- _What is being asked_
Scan the records for the word "Algebra". Report each line where it occurs.

━━ Records for the exercise ━━

use chrono::{DateTime, Utc};
use sea_orm::ActiveValue::Set;
use sea_orm::entity::prelude::*;
use serde::{Deserialize, Serialize};

/// Represents a user in the `users` table.
///
/// Accounts are provisioned out of band; there is no self-registration flow.
#[derive(Clone, Debug, PartialEq, DeriveEntityModel, Serialize, Deserialize)]
#[sea_orm(table_name = "users")]
pub struct Model {
    /// Primary key ID (auto-incremented). Never exposed over HTTP.
    #[sea_orm(primary_key)]
    pub id: i64,
    /// Externally visible identifier.
    #[sea_orm(unique)]
    pub public_id: Uuid,
    /// Unique login handle.
    pub username: String,
    /// User's unique email address.
    pub email: String,
    /// Whether the user has admin privileges.
    pub admin: bool,
    pub created_at: DateTime<Utc>,
    pub updated_at: DateTime<Utc>,
}

#[derive(Copy, Clone, Debug, EnumIter)]
pub enum Relation {}

impl RelationTrait for Relation {
    fn def(&self) -> RelationDef {
        panic!("No RelationDef implemented")
    }
}

impl ActiveModelBehavior for ActiveModel {}

impl Model {
    pub async fn create(
        db: &DatabaseConnection,
        username: &str,
        email: &str,
        admin: bool,
    ) -> Result<Model, DbErr> {
        let now = Utc::now();
        let user = ActiveModel {
            public_id: Set(Uuid::new_v4()),
            username: Set(username.to_owned()),
            email: Set(email.to_owned()),
            admin: Set(admin),
            created_at: Set(now),
            updated_at: Set(now),
            ..Default::default()
        };

        user.insert(db).await
    }

    pub async fn find_by_public_id(
        db: &DatabaseConnection,
        public_id: Uuid,
    ) -> Result<Option<Model>, DbErr> {
        Entity::find()
            .filter(Column::PublicId.eq(public_id))
            .one(db)
            .await
    }
}
#[cfg(test)]
mod tests {
    use super::*;
    use db::models::user::Model as UserModel;
    use db::test_utils::setup_test_db;

    async fn setup() -> (DatabaseConnection, i64) {
        let db = setup_test_db().await;
        let user = UserModel::create(&db, "teacher", "teacher@example.com", true)
            .await
            .expect("Failed to create user");
        (db, user.id)
    }

    fn create_params(name: &str, parent: Option<&TopicModel>, user_id: i64) -> CreateTopic {
        CreateTopic {
            name: name.to_owned(),
            description: None,
            parent_public_id: parent.map(|p| p.public_id.to_string()),
            created_by: user_id,
        }
    }

    #[tokio::test]
    async fn create_trims_name_and_description() {
        let (db, user_id) = setup().await;

        let topic = TopicService::create(
            &db,
            CreateTopic {
                name: "  Algebra  ".into(),
                description: Some("  Linear equations and friends  ".into()),
                parent_public_id: None,
                created_by: user_id,
            },
        )
        .await
        .unwrap();

        assert_eq!(topic.name, "Algebra");
        assert_eq!(
            topic.description.as_deref(),
            Some("Linear equations and friends")
        );
        assert!(topic.parent_id.is_none());
    }

    #[tokio::test]
    async fn create_rejects_blank_name() {
        let (db, user_id) = setup().await;

        for name in ["", "   "] {
            let err = TopicService::create(&db, create_params(name, None, user_id))
                .await
                .unwrap_err();
            assert!(matches!(err, ServiceError::InvalidInput(_)));
        }
    }

    #[tokio::test]
    async fn duplicate_root_names_conflict() {
        let (db, user_id) = setup().await;

        TopicService::create(&db, create_params("Algebra", None, user_id))
            .await
            .unwrap();
        let err = TopicService::create(&db, create_params(" Algebra ", None, user_id))
            .await
            .unwrap_err();
        assert!(matches!(err, ServiceError::Conflict(_)));
    }

    #[tokio::test]
    async fn duplicate_sibling_names_conflict_but_cousins_do_not() {
        let (db, user_id) = setup().await;

        let maths = TopicService::create(&db, create_params("Maths", None, user_id))
            .await
            .unwrap();
        let physics = TopicService::create(&db, create_params("Physics", None, user_id))
            .await
            .unwrap();

        TopicService::create(&db, create_params("Vectors", Some(&maths), user_id))
            .await
            .unwrap();
        let err = TopicService::create(&db, create_params("Vectors", Some(&maths), user_id))
            .await
            .unwrap_err();
        assert!(matches!(err, ServiceError::Conflict(_)));

        // Same name under a different parent is fine.
        TopicService::create(&db, create_params("Vectors", Some(&physics), user_id))
            .await
            .unwrap();
    }

    #[tokio::test]
    async fn create_with_unknown_parent_is_not_found() {
        let (db, user_id) = setup().await;

        let err = TopicService::create(
            &db,
            CreateTopic {
                name: "Orphan".into(),
                description: None,
                parent_public_id: Some(Uuid::new_v4().to_string()),
                created_by: user_id,
            },
        )
        .await
        .unwrap_err();
        assert!(matches!(err, ServiceError::NotFound(_)));
    }

    #[tokio::test]
    async fn update_clears_description_with_empty_string() {
        let (db, user_id) = setup().await;

        let topic = TopicService::create(
            &db,
            CreateTopic {
                name: "Geometry".into(),
                description: Some("Shapes".into()),
                parent_public_id: None,
                created_by: user_id,
            },
        )
        .await
        .unwrap();

        let updated = TopicService::update(
            &db,
            &topic.public_id.to_string(),
            UpdateTopic {
                description: Some("".into()),
                ..Default::default()
            },
        )
        .await
        .unwrap();

        assert_eq!(updated.description, None);
        assert_eq!(updated.name, "Geometry");
    }

    #[tokio::test]
    async fn update_rejects_moving_under_own_descendant() {
        let (db, user_id) = setup().await;

        let root = TopicService::create(&db, create_params("Root", None, user_id))
            .await
            .unwrap();
        let child = TopicService::create(&db, create_params("Child", Some(&root), user_id))
            .await
            .unwrap();
        let grandchild =
            TopicService::create(&db, create_params("Grandchild", Some(&child), user_id))
                .await
                .unwrap();

        for target in [&root, &child] {
            let err = TopicService::update(
                &db,
                &target.public_id.to_string(),
                UpdateTopic {
                    parent_public_id: Some(grandchild.public_id.to_string()),
                    ..Default::default()
                },
            )
            .await
            .unwrap_err();
            assert!(matches!(err, ServiceError::InvalidInput(_)));
        }

        // Self-parenting is the trivial case of the same rule.
        let err = TopicService::update(
            &db,
            &root.public_id.to_string(),
            UpdateTopic {
                parent_public_id: Some(root.public_id.to_string()),
                ..Default::default()
            },
        )
        .await
        .unwrap_err();
        assert!(matches!(err, ServiceError::InvalidInput(_)));
    }

    #[tokio::test]
    async fn default_delete_requires_childless_topic() {
        let (db, user_id) = setup().await;

        let parent = TopicService::create(&db, create_params("Parent", None, user_id))
            .await
            .unwrap();
        let child = TopicService::create(&db, create_params("Child", Some(&parent), user_id))
            .await
            .unwrap();

        let err = TopicService::delete(&db, &parent.public_id.to_string(), DeleteMode::Restrict)
            .await
            .unwrap_err();
        assert!(matches!(err, ServiceError::TopicHasChildren));

        // Tree unchanged: both still resolvable.
        TopicService::get(&db, &parent.public_id.to_string())
            .await
            .unwrap();
        TopicService::get(&db, &child.public_id.to_string())
            .await
            .unwrap();

        // The childless leaf goes away for good.
        TopicService::delete(&db, &child.public_id.to_string(), DeleteMode::Restrict)
            .await
            .unwrap();
        let err = TopicService::get(&db, &child.public_id.to_string())
            .await
            .unwrap_err();
        assert!(matches!(err, ServiceError::NotFound(_)));
    }

    #[tokio::test]
    async fn cascade_delete_archives_entire_subtree() {
        let (db, user_id) = setup().await;

        let root = TopicService::create(&db, create_params("Root", None, user_id))
            .await
            .unwrap();
        let child = TopicService::create(&db, create_params("Child", Some(&root), user_id))
            .await
            .unwrap();
        let grandchild =
            TopicService::create(&db, create_params("Grandchild", Some(&child), user_id))
                .await
                .unwrap();
        let sibling = TopicService::create(&db, create_params("Sibling", None, user_id))
            .await
            .unwrap();

        TopicService::delete(&db, &child.public_id.to_string(), DeleteMode::Cascade)
            .await
            .unwrap();

        for gone in [&child, &grandchild] {
            let err = TopicService::get(&db, &gone.public_id.to_string())
                .await
                .unwrap_err();
            assert!(matches!(err, ServiceError::NotFound(_)));
        }
        TopicService::get(&db, &root.public_id.to_string())
            .await
            .unwrap();
        TopicService::get(&db, &sibling.public_id.to_string())
            .await
            .unwrap();
    }

    #[tokio::test]
    async fn reparent_delete_splices_children_one_level_up() {
        let (db, user_id) = setup().await;

        let root = TopicService::create(&db, create_params("Root", None, user_id))
            .await
            .unwrap();
        let middle = TopicService::create(&db, create_params("Middle", Some(&root), user_id))
            .await
            .unwrap();
        let a = TopicService::create(&db, create_params("A", Some(&middle), user_id))
            .await
            .unwrap();
        let b = TopicService::create(&db, create_params("B", Some(&middle), user_id))
            .await
            .unwrap();
        let sibling = TopicService::create(&db, create_params("Sibling", Some(&root), user_id))
            .await
            .unwrap();

        TopicService::delete(&db, &middle.public_id.to_string(), DeleteMode::Reparent)
            .await
            .unwrap();

        let err = TopicService::get(&db, &middle.public_id.to_string())
            .await
            .unwrap_err();
        assert!(matches!(err, ServiceError::NotFound(_)));

        for orphan in [&a, &b] {
            let moved = TopicService::get(&db, &orphan.public_id.to_string())
                .await
                .unwrap();
            assert_eq!(moved.parent_id, Some(root.id));
        }
        let untouched = TopicService::get(&db, &sibling.public_id.to_string())
            .await
            .unwrap();
        assert_eq!(untouched.parent_id, Some(root.id));
    }

    #[tokio::test]
    async fn reparent_delete_of_root_child_promotes_to_root() {
        let (db, user_id) = setup().await;

        let root = TopicService::create(&db, create_params("Root", None, user_id))
            .await
            .unwrap();
        let child = TopicService::create(&db, create_params("Child", Some(&root), user_id))
            .await
            .unwrap();

        TopicService::delete(&db, &root.public_id.to_string(), DeleteMode::Reparent)
            .await
            .unwrap();

        let promoted = TopicService::get(&db, &child.public_id.to_string())
            .await
            .unwrap();
        assert_eq!(promoted.parent_id, None);
    }

    #[test]
    fn unknown_delete_mode_is_invalid_input() {
        let err = DeleteMode::parse(Some("purge")).unwrap_err();
        assert!(matches!(err, ServiceError::InvalidInput(_)));
        assert_eq!(DeleteMode::parse(None).unwrap(), DeleteMode::Restrict);
        assert_eq!(DeleteMode::parse(Some("")).unwrap(), DeleteMode::Restrict);
    }

    #[tokio::test]
    async fn list_filters_by_name_substring_and_parent() {
        let (db, user_id) = setup().await;

        let maths = TopicService::create(&db, create_params("Mathematics", None, user_id))
            .await
            .unwrap();
        TopicService::create(&db, create_params("Algebra", Some(&maths), user_id))
            .await
            .unwrap();
        TopicService::create(&db, create_params("Analysis", Some(&maths), user_id))
            .await
            .unwrap();
        TopicService::create(&db, create_params("History", None, user_id))
            .await
            .unwrap();

        let (all, total) = TopicService::list(
            &db,
            TopicFilter {
                page: 1,
                per_page: 20,
                ..Default::default()
            },
        )
        .await
        .unwrap();
        assert_eq!(total, 4);
        assert_eq!(all.len(), 4);

        let (matched, total) = TopicService::list(
            &db,
            TopicFilter {
                query: Some("Al".into()),
                page: 1,
                per_page: 20,
                ..Default::default()
            },
        )
        .await
        .unwrap();
        assert_eq!(total, 1);
        assert_eq!(matched[0].name, "Algebra");

        let (children, total) = TopicService::list(
            &db,
            TopicFilter {
                parent_public_id: Some(maths.public_id.to_string()),
                page: 1,
                per_page: 20,
                ..Default::default()
            },
        )
        .await
        .unwrap();
        assert_eq!(total, 2);
        assert!(children.iter().all(|t| t.parent_id == Some(maths.id)));
    }
}
//! Health endpoint test.

mod helpers;

use axum::http::StatusCode;

use helpers::app::{body_json, make_test_app, request_with_cookie};

#[tokio::test]
async fn health_is_public_and_reports_database() {
    let (app, _db) = make_test_app().await;

    let response = request_with_cookie(&app, "GET", "/api/health", None, None).await;
    let (status, body) = body_json(response).await;

    assert_eq!(status, StatusCode::OK);
    assert_eq!(body["success"], true);
    assert_eq!(body["data"]["status"], "ok");
    assert_eq!(body["data"]["database"], "ok");
}

#[tokio::test]
async fn garbage_token_is_unauthorized() {
    let (app, _db) = make_test_app().await;

    let response =
        request_with_cookie(&app, "GET", "/api/topics", Some("not-a-real-token"), None).await;
    let (status, body) = body_json(response).await;

    assert_eq!(status, StatusCode::UNAUTHORIZED);
    assert_eq!(body["code"], "unauthorized");
}
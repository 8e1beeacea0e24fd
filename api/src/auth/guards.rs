//! Role-based access guards applied as route layers.
//!
//! Each guard validates the caller and inserts the resulting `AuthUser` into
//! request extensions for handlers to pick up.

use axum::body::Body;
use axum::extract::FromRequestParts;
use axum::http::Request;
use axum::middleware::Next;
use axum::response::{IntoResponse, Response};

use crate::auth::claims::AuthUser;
use crate::response::ApiError;

async fn extract_and_insert_authuser(
    req: Request<Body>,
) -> Result<(Request<Body>, AuthUser), ApiError> {
    let (mut parts, body) = req.into_parts();
    let user = AuthUser::from_request_parts(&mut parts, &()).await?;

    let mut req = Request::from_parts(parts, body);
    req.extensions_mut().insert(user.clone());
    Ok((req, user))
}

/// Lets any caller with a valid token through.
pub async fn allow_authenticated(req: Request<Body>, next: Next) -> Response {
    match extract_and_insert_authuser(req).await {
        Ok((req, _user)) => next.run(req).await,
        Err(err) => err.into_response(),
    }
}

/// Lets only admin callers through.
pub async fn allow_admin(req: Request<Body>, next: Next) -> Response {
    match extract_and_insert_authuser(req).await {
        Ok((req, AuthUser(claims))) if claims.admin => next.run(req).await,
        Ok(_) => ApiError::forbidden("Admin access required").into_response(),
        Err(err) => err.into_response(),
    }
}
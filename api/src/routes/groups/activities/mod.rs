//! # Activity Routes Module
//!
//! Routes nested under `/api/groups/{group_id}/activities`: the group-scoped
//! assignment checklist and its ordered content items.

use axum::middleware::from_fn;
use axum::routing::{delete, get, post, put};
use axum::Router;

use crate::auth::guards::allow_admin;
use crate::state::AppState;

pub mod common;
pub mod delete;
pub mod get;
pub mod post;
pub mod put;

/// Builds the activity route group.
///
/// Routes (all relative to `/groups/{group_id}/activities`):
/// - `GET    /`                                → list activities
/// - `POST   /`                                → create an activity (admin only)
/// - `GET    /{activity_id}`                   → fetch one activity
/// - `PUT    /{activity_id}`                   → edit an activity (admin only)
/// - `DELETE /{activity_id}`                   → archive an activity (admin only)
/// - `GET    /{activity_id}/items`             → ordered item list
/// - `POST   /{activity_id}/items`             → append an item (admin only)
/// - `PUT    /{activity_id}/items/order`       → atomic reorder (admin only)
/// - `DELETE /{activity_id}/items/{item_id}`   → remove an item (admin only)
pub fn activity_routes() -> Router<AppState> {
    Router::new()
        .route("/", get(get::list_activities))
        .route(
            "/",
            post(post::create_activity).route_layer(from_fn(allow_admin)),
        )
        .route("/{activity_id}", get(get::get_activity))
        .route(
            "/{activity_id}",
            put(put::edit_activity).route_layer(from_fn(allow_admin)),
        )
        .route(
            "/{activity_id}",
            delete(delete::delete_activity).route_layer(from_fn(allow_admin)),
        )
        .route("/{activity_id}/items", get(get::list_items))
        .route(
            "/{activity_id}/items",
            post(post::create_item).route_layer(from_fn(allow_admin)),
        )
        .route(
            "/{activity_id}/items/order",
            put(put::reorder_items).route_layer(from_fn(allow_admin)),
        )
        .route(
            "/{activity_id}/items/{item_id}",
            delete(delete::delete_item).route_layer(from_fn(allow_admin)),
        )
}
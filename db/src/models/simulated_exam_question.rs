use sea_orm::entity::prelude::*;
use serde::{Deserialize, Serialize};

/// Position of one question inside a simulated exam bundle.
#[derive(Clone, Debug, PartialEq, DeriveEntityModel, Serialize, Deserialize)]
#[sea_orm(table_name = "simulated_exam_questions")]
pub struct Model {
    #[sea_orm(primary_key)]
    pub id: i64,
    pub simulated_exam_id: i64,
    pub question_id: i64,
    pub position: i32,
}

#[derive(Copy, Clone, Debug, EnumIter, DeriveRelation)]
pub enum Relation {
    #[sea_orm(
        belongs_to = "super::simulated_exam::Entity",
        from = "Column::SimulatedExamId",
        to = "super::simulated_exam::Column::Id",
        on_delete = "Cascade"
    )]
    SimulatedExam,
    #[sea_orm(
        belongs_to = "super::question::Entity",
        from = "Column::QuestionId",
        to = "super::question::Column::Id",
        on_delete = "Cascade"
    )]
    Question,
}

impl Related<super::simulated_exam::Entity> for Entity {
    fn to() -> RelationDef {
        Relation::SimulatedExam.def()
    }
}

impl Related<super::question::Entity> for Entity {
    fn to() -> RelationDef {
        Relation::Question.def()
    }
}

impl ActiveModelBehavior for ActiveModel {}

━━━

- _Your response_
                name: "  Algebra  ".into(),
        assert_eq!(topic.name, "Algebra");
        TopicService::create(&db, create_params("Algebra", None, user_id))
        let err = TopicService::create(&db, create_params(" Algebra ", None, user_id))
        TopicService::create(&db, create_params("Algebra", Some(&maths), user_id))
        assert_eq!(matched[0].name, "Algebra");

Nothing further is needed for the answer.